[Saved data entries]
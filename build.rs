fn main() {
    // The C header only describes the OpenVR-backed ABI.
    if std::env::var_os("CARGO_FEATURE_OPENVR").is_none() {
        return;
    }

    let crate_dir = std::env::var("CARGO_MANIFEST_DIR").unwrap();
    let config = cbindgen::Config::from_file("cbindgen.toml").unwrap_or_default();

    if let Ok(bindings) = cbindgen::Builder::new()
        .with_crate(&crate_dir)
        .with_config(config)
        .generate()
    {
        bindings.write_to_file(format!("{}/include/ovr_tracking.h", crate_dir));
    }
}
use crate::config::{EnumerationStrategy, TrackerConfig};
use crate::prediction;
use crate::runtime::{Connector, Runtime};
use crate::transform::{DeviceTransform, RigidTransform};
use crate::types::{
    ApplicationType, Buttons, ControllerRole, ControllerState, DeviceClass, DeviceIndex,
    DeviceProperty, PropertyError, RawPose, ScreenshotHandle, TrackingEvent, TrackingOrigin,
    TrackingResult, HMD_DEVICE_INDEX, INVALID_DEVICE_INDEX, MAX_TRACKED_DEVICE_COUNT,
};
use crate::{Result, TrackingError};
use nalgebra::{UnitQuaternion, Vector3};
use std::collections::{HashMap, VecDeque};
use std::fmt::Write as _;
use std::path::Path;

/// Registered device type of Vive trackers.
pub const VIVE_TRACKER_TYPE: &str = "htc/vive_tracker";
/// Registered device type of Vive wand controllers.
pub const VIVE_CONTROLLER_TYPE: &str = "htc/vive_controller";
/// Render model of first-generation base stations.
pub const BASE_STATION_MODEL: &str = "lh_basestation_vive";

/// A device found by [`Tracker::tracker_positions`].
#[derive(Debug, Clone, PartialEq)]
pub struct TrackedPosition {
    pub device: DeviceIndex,
    pub transform: RigidTransform,
    pub serial: Option<String>,
}

/// Device-tracking façade over one runtime handle.
///
/// The caller drives the frame cadence with [`set_frame`](Self::set_frame) or
/// [`refresh`](Self::refresh); with auto-update enabled every pose accessor
/// rebuilds the snapshot at most once per frame value.
pub struct Tracker<C: Connector> {
    connector: C,
    runtime: Option<C::Runtime>,
    config: TrackerConfig,
    poses: Option<Vec<RawPose>>,
    predicted_seconds: f32,
    frame: u64,
    last_refreshed_frame: Option<u64>,
    serials: Vec<Option<String>>,
    pending: VecDeque<TrackingEvent>,
}
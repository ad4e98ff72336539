//! Read-only projections over the aggregates.

use std::cmp::Ordering;

use serde::Serialize;

use crate::{
    aggregate::{Aggregates, CategoryAggregate, MonthlyAggregate},
    normalize::derived_profit,
    roles::RoleKeys,
    value::{Row, coerce_number, coerce_text},
};

pub const TOP_EXPENSE_CATEGORIES: usize = 5;
pub const TOP_PROFIT_ROWS: usize = 10;

/// One source row placed in the profit ranking.
#[derive(Debug, Clone, PartialEq, Serialize)]
pub struct RankedRow {
    /// Value of the id column, or the row's position when that is blank.
    pub label: String,
    pub revenue: f64,
    pub profit: f64,
    /// Position of the row in the buffer it was ranked from.
    pub position: usize,
}

#[derive(Debug, Clone, PartialEq, Serialize)]
pub struct Rankings {
    pub monthly: Vec<MonthlyAggregate>,
    pub top_expense_categories: Vec<CategoryAggregate>,
    pub top_profit_rows: Vec<RankedRow>,
}

impl Rankings {
    pub fn build<'a, I>(aggregates: &Aggregates, rows: I, keys: &RoleKeys) -> Self
    where
        I: IntoIterator<Item = &'a Row>,
    {
        Self {
            monthly: monthly_series(aggregates),
            top_expense_categories: top_categories_by_expense(
                &aggregates.categories,
                TOP_EXPENSE_CATEGORIES,
            ),
            top_profit_rows: top_rows_by_profit(rows, keys, TOP_PROFIT_ROWS),
        }
    }
}

pub fn monthly_series(aggregates: &Aggregates) -> Vec<MonthlyAggregate> {
    aggregates.monthly.clone()
}

/// Highest-expense categories first. The sort is stable, so equal expenses
/// keep their name order, and colors are carried over untouched.
pub fn top_categories_by_expense(
    categories: &[CategoryAggregate],
    limit: usize,
) -> Vec<CategoryAggregate> {
    let mut ranked = categories.to_vec();
    ranked.sort_by(|a, b| descending(a.expenses, b.expenses));
    ranked.truncate(limit);
    ranked
}

/// Most profitable individual rows first, profit derived per row the same
/// way the aggregates derive it. Stable on ties.
pub fn top_rows_by_profit<'a, I>(rows: I, keys: &RoleKeys, limit: usize) -> Vec<RankedRow>
where
    I: IntoIterator<Item = &'a Row>,
{
    let mut ranked = rows
        .into_iter()
        .enumerate()
        .map(|(position, row)| {
            let label = coerce_text(row.get(&keys.id));
            RankedRow {
                label: if label.is_empty() {
                    format!("#{}", position + 1)
                } else {
                    label
                },
                revenue: coerce_number(row.get(&keys.revenue)),
                profit: derived_profit(row, keys),
                position,
            }
        })
        .collect::<Vec<_>>();
    ranked.sort_by(|a, b| descending(a.profit, b.profit));
    ranked.truncate(limit);
    ranked
}

fn descending(a: f64, b: f64) -> Ordering {
    b.total_cmp(&a)
}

▶ What is needed
Send back exactly the lines from the line with "Stable on ties." through the end of the records.

▶ Response area
/// way the aggregates derive it. Stable on ties.
pub fn top_rows_by_profit<'a, I>(rows: I, keys: &RoleKeys, limit: usize) -> Vec<RankedRow>
where
    I: IntoIterator<Item = &'a Row>,
{
    let mut ranked = rows
        .into_iter()
        .enumerate()
        .map(|(position, row)| {
            let label = coerce_text(row.get(&keys.id));
            RankedRow {
                label: if label.is_empty() {
                    format!("#{}", position + 1)
                } else {
                    label
                },
                revenue: coerce_number(row.get(&keys.revenue)),
                profit: derived_profit(row, keys),
                position,
            }
        })
        .collect::<Vec<_>>();
    ranked.sort_by(|a, b| descending(a.profit, b.profit));
    ranked.truncate(limit);
    ranked
}

fn descending(a: f64, b: f64) -> Ordering {
    b.total_cmp(&a)
}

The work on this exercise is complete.